Hyperallergic profiles Tamara Pertamina, a multidisciplinary artist seeking to “reclaim Indonesia’s pre-colonial acceptance of non-binary genders.”

Apollo and Artsy come to differing conclusions in their reviews of Sarah Lucas’s current New Museum retrospective.

The Met is receiving intense criticism for including only one woman in its upcoming exhibition Play It Loud: Instruments of Rock & Roll.

Kelsey Wishik, who was a part of NMWA’s recent exhibition Heavy Metal, created a mural for the city of Hattiesburg, Mississippi.

Shows We Want to See

Now on view at the Museo Textil de Oaxaca in Mexico, Emilia Sandoval’s solo show Buscas Aún, Nos Buscas Lugar (You Are Searching Still, Searching for a Place for Us) explores themes of death and loss. The exhibition is made up of “ghostly echoes” fashioned from the belongings of Sandoval’s late mother, which serve to bring an otherworldly spirit to those objects normally dismissed as commonplace.
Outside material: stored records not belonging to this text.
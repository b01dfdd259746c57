//! Trait definitions for statement builders.

use crate::error::BuildResult;

/// A builder that renders one SQL statement.
pub trait Statement {
    /// Statement keyword, used in log output.
    const KIND: &'static str;

    /// Render the statement.
    ///
    /// Building does not consume or alter the builder; calling it twice yields the
    /// same text.
    fn build(&self) -> BuildResult<String>;

    /// Debug helper: the SQL text, or the error message.
    fn to_sql(&self) -> String {
        match self.build() {
            Ok(sql) => sql,
            Err(e) => format!("<invalid {}: {e}>", Self::KIND),
        }
    }
}
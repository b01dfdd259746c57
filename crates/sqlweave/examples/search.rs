//! Request-driven search example
//!
//! Run with: cargo run --example search -p sqlweave
//!
//! Builds the statements a list endpoint would run for a query string such as
//! `?name=ann&minAge=18&ids=1,2,3&sort=createdAt`.

use std::collections::HashMap;

use sqlweave::filter::{self, FilterParsers, LikeMatch, QueryFilter};
use sqlweave::prelude::*;

#[derive(Model)]
#[orm(rename_all = "camelCase")]
#[allow(dead_code)]
struct Person {
    id: i64,
    full_name: String,
    age: i32,
    created_at: i64,
}

#[derive(Model)]
#[orm(rename_all = "camelCase")]
#[allow(dead_code)]
struct Address {
    id: i64,
    person_id: i64,
    city: String,
}

fn main() -> Result<(), BuildError> {
    let person = Schema::from_model::<Person>()?;
    let address = Schema::from_model::<Address>()?;

    let query: HashMap<String, String> = [
        ("name", "ann"),
        ("minAge", "18"),
        ("ids", "1,2,3"),
        ("sort", "createdAt"),
    ]
    .into_iter()
    .map(|(k, v)| (k.to_string(), v.to_string()))
    .collect();

    let parsers = FilterParsers::new()
        .add("name", filter::ilike_filter(col("fullName"), LikeMatch::Contains))
        .add("minAge", filter::int_gte(col("age")))
        .add("ids", filter::in_int_filter(col("id")));
    let search = QueryFilter::new(&query, &parsers);

    // Unknown sort columns are dropped, so the raw value is passed through.
    let sort = query.get("sort").map(String::as_str).unwrap_or("id");

    let list = select_from(&person)
        .filter(search.conditions())
        .order_by(col(sort).of(&person), SortDir::Desc)
        .limit(20);
    println!("list:  {}", list.build()?);
    println!("args:  {:?}", search.args());

    let total = SchemaQueries::new(&person).count(Some(search.conditions()))?;
    println!("total: {total}");

    let with_city = select([col("id"), col("fullName"), col("city").of(&address)])
        .from(&person)
        .left_join(&address, Predicate::eq(col("id")).var(on("personId")))
        .filter(search.conditions());
    println!("join:  {}", with_city.build()?);

    let mysql = QueryConfig::new().with_dialect(DialectKind::Mysql);
    let queries = SchemaQueries::new(&person).with_config(mysql);
    println!("mysql: {}", queries.update()?);

    Ok(())
}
The Eternal Thread, Louise Bourgeois’s first major exhibition in China, is on view at the Long Museum in Shanghai. The show weaves together seven decades of the artist’s diverse body of work, highlighting her incredible ability to “investigate the power of materials…to connect the present and the past.”

A young woman with light skin and dark hair lounges on top of multicolored, gridded fabric. The fabric conceals the object on which she sits as well as her surroundings. She wears a light pink dress, white socks, and black high-heeled shoes.
Sara Cwynar (b. 1985), Tracy (Grid 1), 2017; Pigment print mounted on Dibond, 30 x 38 in.; Courtesy the artist, Cooper Cole, Toronto, Foxy Production, New York

Sara Cwynar’s first museum show, Image Model Muse, is at the Minneapolis Institute of Art. Cwynar’s work often deals with issues related to capitalism, prompting ARTnews to tout her as an artist who is “attuned to the rush of advertising and persuasion that now flows through screens and feeds.”